Nie wytrzymuję i kulę się na podłodze pod ścianą. Nie chcę okazywać emocji w miejscach publicznych więc staram się opanował łzy. Czuję jak oplata mnie para silnych ramion, męskich ramion. Zaczynam krzyczeć, bojąc się, że ON znowu mnie skrzywdzi.
-Spokojnie, jestem tutaj. Nic ci nie grozi, Ash się po prostu wkurzył za tatuaż i nad sobą nie panował. Uspokuj się, przy mnie jesteś bezpieczna.- dotarł do mnie głeboki głos Andy'ego. Czyli to Ashley, idiota. Rozluźniłam się i przestałam płakać, bo czułam się bezpieczna. Wiedziałam, że na prawdę byłam.
-Co tu się do cholery wyprawia? Co ty jej zrobiłeś?! Dlaczego ona płacze!?- usłyszałam krzyki John'a skierowane do Andy'ego.
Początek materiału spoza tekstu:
//! # Virosig CLI
//!
//! Command-line interface for cellularized IFN / virus models.

use anyhow::{bail, Context};
use clap::{Parser, Subcommand, ValueEnum};
use colored::Colorize;
use indicatif::{ProgressBar, ProgressStyle};
use std::fs::File;
use std::path::{Path, PathBuf};
use std::sync::Arc;

use virosig_boxplot::{render_all, PlotOptions, SweepLayout, SweepMetrics};
use virosig_core::StepClock;
use virosig_network::{
    models, time_course, FixedStepIntegrator, IntegrationMethod, IntegratorConfig, ModelInstance,
};
use virosig_tissue::{Scenario, Simulation, SimulationConfig, Tissue, Traces};

#[derive(Parser)]
#[command(name = "virosig")]
#[command(version)]
#[command(about = "Cellularized interferon / viral replication models", long_about = None)]
struct Cli {
    #[command(subcommand)]
    command: Commands,
}

#[derive(Clone, Copy, ValueEnum)]
enum ScenarioArg {
    Coupled,
    Lumped,
}

impl From<ScenarioArg> for Scenario {
    fn from(arg: ScenarioArg) -> Self {
        match arg {
            ScenarioArg::Coupled => Scenario::Coupled,
            ScenarioArg::Lumped => Scenario::Lumped,
        }
    }
}

#[derive(Clone, Copy, ValueEnum)]
enum MethodArg {
    Euler,
    Heun,
    Rk4,
}

impl From<MethodArg> for IntegrationMethod {
    fn from(arg: MethodArg) -> Self {
        match arg {
            MethodArg::Euler => IntegrationMethod::Euler,
            MethodArg::Heun => IntegrationMethod::Heun,
            MethodArg::Rk4 => IntegrationMethod::Rk4,
        }
    }
}

#[derive(Subcommand)]
enum Commands {
    /// Run a tissue simulation on the built-in well-mixed host
    Run {
        /// JSON configuration file
        #[arg(short, long)]
        config: Option<PathBuf>,
        #[arg(long, value_enum)]
        scenario: Option<ScenarioArg>,
        /// Simulated hours
        #[arg(long)]
        hours: Option<f64>,
        #[arg(long)]
        seed: Option<u64>,
        /// Total cells in the tissue
        #[arg(long, default_value_t = 100)]
        cells: usize,
        /// Initially infected cells
        #[arg(long, default_value_t = 100)]
        infected: usize,
        /// Volume of every cell
        #[arg(long, default_value_t = 1.0)]
        volume: f64,
        /// Couple cells to the reference model instead of the field
        #[arg(long)]
        no_feedback: bool,
        /// Parameter override, NAME=VALUE (repeatable)
        #[arg(long = "set", value_parser = parse_assignment)]
        overrides: Vec<(String, f64)>,
        /// Parameter multiplier, NAME=FACTOR (repeatable)
        #[arg(long = "scale", value_parser = parse_assignment)]
        multipliers: Vec<(String, f64)>,
        /// Output directory
        #[arg(short, long, default_value = "output")]
        output: PathBuf,
    },

    /// Integrate one built-in network on its own
    Ode {
        #[arg(short, long, default_value = models::IFN_MODEL)]
        model: String,
        #[arg(long, default_value_t = 240.0)]
        hours: f64,
        /// Minutes per output step
        #[arg(long, default_value_t = 10.0)]
        minutes: f64,
        #[arg(long, value_enum, default_value_t = MethodArg::Rk4)]
        method: MethodArg,
        #[arg(long, default_value_t = 4)]
        substeps: usize,
        /// Parameter override, NAME=VALUE (repeatable)
        #[arg(long = "set", value_parser = parse_assignment)]
        overrides: Vec<(String, f64)>,
        /// Output CSV
        #[arg(short, long, default_value = "ode.csv")]
        output: PathBuf,
    },

    /// Box plots of a replicate parameter sweep
    Boxplot {
        /// Directory holding the replicate tables
        #[arg(short, long, default_value = "Data")]
        data: PathBuf,
        /// Swept parameter (k31 and beta have built-in multiplier lists)
        #[arg(short, long, default_value = "k31")]
        parameter: String,
        /// Multipliers, comma separated
        #[arg(long, value_delimiter = ',')]
        multipliers: Vec<f64>,
        #[arg(long)]
        replicates: Option<usize>,
        /// Data rows read per table
        #[arg(long)]
        rows: Option<usize>,
        /// Output directory for SVG figures
        #[arg(short, long, default_value = ".")]
        output: PathBuf,
    },

    /// List built-in networks
    List,
}

fn parse_assignment(s: &str) -> Result<(String, f64), String> {
    let (name, value) = s
        .split_once('=')
        .ok_or_else(|| format!("expected NAME=VALUE, got {:?}", s))?;
    let value: f64 = value
        .trim()
        .parse()
        .map_err(|e| format!("{}: {}", value, e))?;
    Ok((name.trim().to_string(), value))
}

fn main() -> anyhow::Result<()> {
    env_logger::Builder::from_env(env_logger::Env::default().default_filter_or("info")).init();

    let cli = Cli::parse();

    match cli.command {
        Commands::Run {
            config,
            scenario,
            hours,
            seed,
            cells,
            infected,
            volume,
            no_feedback,
            overrides,
            multipliers,
            output,
        } => {
            let mut config = match (config, scenario) {
                (Some(path), _) => SimulationConfig::from_file(&path)
                    .with_context(|| format!("loading {}", path.display()))?,
                (None, Some(ScenarioArg::Lumped)) => SimulationConfig::lumped(),
                (None, _) => SimulationConfig::coupled(),
            };
            if let Some(scenario) = scenario {
                config.scenario = scenario.into();
            }
            if let Some(hours) = hours {
                config.duration_hours = hours;
            }
            if let Some(seed) = seed {
                config.seed = seed;
            }
            if no_feedback {
                config.feedback_enabled = false;
            }
            config.parameter_overrides.extend(overrides);
            config.parameter_multipliers.extend(multipliers);
            config.validate()?;

            if infected > cells {
                bail!("--infected ({}) exceeds --cells ({})", infected, cells);
            }
            run_tissue(config, Tissue::monolayer(cells, infected, volume), &output)?;
        }

        Commands::Ode {
            model,
            hours,
            minutes,
            method,
            substeps,
            overrides,
            output,
        } => {
            if !(minutes.is_finite() && minutes > 0.0) {
                bail!("--minutes must be a positive number, got {}", minutes);
            }
            if !(hours.is_finite() && hours >= 0.0) {
                bail!("--hours must be a non-negative number, got {}", hours);
            }
            if substeps == 0 {
                bail!("--substeps must be at least 1");
            }
            let network = models::by_name(&model)?;
            let mut instance = ModelInstance::new(Arc::new(network));
            for (name, value) in &overrides {
                instance.set(name, *value)?;
            }
            let clock = StepClock::new(minutes);
            let integrator = FixedStepIntegrator::new(IntegratorConfig {
                method: method.into(),
                substeps,
            });
            let steps = clock.steps_for_hours(hours) as usize;

            println!("{} {} for {} h", "Integrating".green().bold(), model.cyan(), hours);
            let result = time_course(&mut instance, &integrator, clock.hours_per_step(), steps)?;

            let mut writer = csv::Writer::from_path(&output)
                .with_context(|| format!("creating {}", output.display()))?;
            let mut header = vec!["hours".to_string()];
            header.extend(result.species.iter().cloned());
            writer.write_record(&header)?;
            for (i, t) in result.time.iter().enumerate() {
                let mut row = vec![t.to_string()];
                for name in &result.species {
                    row.push(result.concentrations[name][i].to_string());
                }
                writer.write_record(&row)?;
            }
            writer.flush()?;
            println!("  {} {}", "Wrote".green(), output.display());
        }

        Commands::Boxplot {
            data,
            parameter,
            multipliers,
            replicates,
            rows,
            output,
        } => {
            let mut layout = match parameter.as_str() {
                "k31" if multipliers.is_empty() => SweepLayout::k31(&data),
                "beta" if multipliers.is_empty() => SweepLayout::beta(&data),
                _ if multipliers.is_empty() => {
                    bail!("no built-in multipliers for {}; pass --multipliers", parameter)
                }
                _ => SweepLayout::new(&data, &parameter, multipliers),
            };
            if let Some(replicates) = replicates {
                layout.replicates = replicates;
            }
            if let Some(rows) = rows {
                layout.rows = rows;
            }
            let options = if parameter == "beta" {
                PlotOptions::beta()
            } else {
                PlotOptions::default()
            };

            println!(
                "{} {} sweep in {}",
                "Reading".green().bold(),
                parameter.cyan(),
                data.display()
            );
            let metrics = SweepMetrics::collect(&layout)?;
            for path in render_all(&metrics, &output, &options)? {
                println!("  {} {}", "Wrote".green(), path.display());
            }
        }

        Commands::List => {
            println!("{}", "Built-in networks:".green().bold());
            println!();
            for name in models::ALL {
                let network = models::by_name(name)?;
                let inputs = network.inputs();
                println!(
                    "  {:<9} {} species, {} reactions{}",
                    name.cyan(),
                    network.species().len(),
                    network.reactions().len(),
                    if inputs.is_empty() {
                        String::new()
                    } else {
                        format!(", inputs: {}", inputs.join(", "))
                    }
                );
            }
        }
    }

    Ok(())
}

fn run_tissue(config: SimulationConfig, tissue: Tissue, output: &Path) -> anyhow::Result<()> {
    std::fs::create_dir_all(output).with_context(|| format!("creating {}", output.display()))?;

    let mut sim = Simulation::new(config.clone(), tissue)?;
    println!(
        "{} {:?} scenario, {} steps of {} min",
        "Running".green().bold(),
        config.scenario,
        sim.steps(),
        config.minutes_per_step
    );

    let pb = ProgressBar::new(sim.steps());
    pb.set_style(
        ProgressStyle::default_bar()
            .template("{msg}\n{bar:40.cyan/blue} {pos}/{len} ({eta})")?
            .progress_chars("##-"),
    );

    let steps_path = output.join("steps.csv");
    let mut steps = csv::Writer::from_path(&steps_path)
        .with_context(|| format!("creating {}", steps_path.display()))?;
    let mut write_error = None;
    let summary = sim.run(|report| {
        if write_error.is_none() {
            if let Err(e) = steps.serialize(report) {
                write_error = Some(e);
            }
        }
        pb.set_message(format!("{:.1} h, {} infected", report.hours, report.infected));
        pb.inc(1);
    })?;
    pb.finish_and_clear();
    log::info!(
        "run finished after {} steps ({:.1} h), ledger residual {:.3e}",
        summary.steps,
        summary.hours,
        summary.field_balance
    );
    if let Some(e) = write_error {
        return Err(e).context("writing step reports");
    }
    steps.flush()?;

    let traces_path = output.join("traces.csv");
    write_traces(sim.traces(), &traces_path)?;

    let summary_path = output.join("summary.json");
    let mut json = serde_json::to_value(&summary)?;
    if let Some(map) = json.as_object_mut() {
        map.remove("reports");
        map.insert("config".into(), serde_json::to_value(&config)?);
    }
    serde_json::to_writer_pretty(File::create(&summary_path)?, &json)?;

    println!(
        "  {} deaths, final field total {:.4e}",
        summary.deaths.to_string().yellow(),
        summary.final_field_total
    );
    for path in [&steps_path, &traces_path, &summary_path] {
        println!("  {} {}", "Wrote".green(), path.display());
    }
    Ok(())
}

fn write_traces(traces: &Traces, path: &Path) -> anyhow::Result<()> {
    let mut writer =
        csv::Writer::from_path(path).with_context(|| format!("creating {}", path.display()))?;
    let names = traces.names();
    if names.is_empty() {
        writer.write_record(["hours"])?;
        writer.flush()?;
        return Ok(());
    }

    let mut header = vec!["hours"];
    header.extend(names.iter().copied());
    writer.write_record(&header)?;

    let columns: Vec<_> = names.iter().filter_map(|n| traces.get(n)).collect();
    let rows = columns.iter().map(|s| s.len()).max().unwrap_or(0);
    for i in 0..rows {
        let t = columns.iter().find_map(|s| s.time.get(i)).copied().unwrap_or(f64::NAN);
        let mut row = vec![t.to_string()];
        for series in &columns {
            row.push(series.values.get(i).map(f64::to_string).unwrap_or_default());
        }
        writer.write_record(&row)?;
    }
    writer.flush()?;
    Ok(())
}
-Ja? Nic. Ashley się wkurzył i zaczął ją podduszać, a ona się rozpłakała.- odparł spokojnie
-JAK TO PODDUSZAĆ?! Człowieku wiesz przez co ona przechodziła? Jej oj...- zaczął, ale ja mu przerwałam
-Zamknij się John! Nie każdy musi wiedzieć! Wiesz ty i Krissy i to mi w zupełności wystarcza!- wykrzyczałam.
Każdy momentalnie ucichł i na mnie spojrzał. Widziałam zdziwienie i lekkie poddenerwowania, bo nie pozwoliłam John'owi dokończyć wypowiedzi. O nie nie, oni nic nie muszą wiedzieć.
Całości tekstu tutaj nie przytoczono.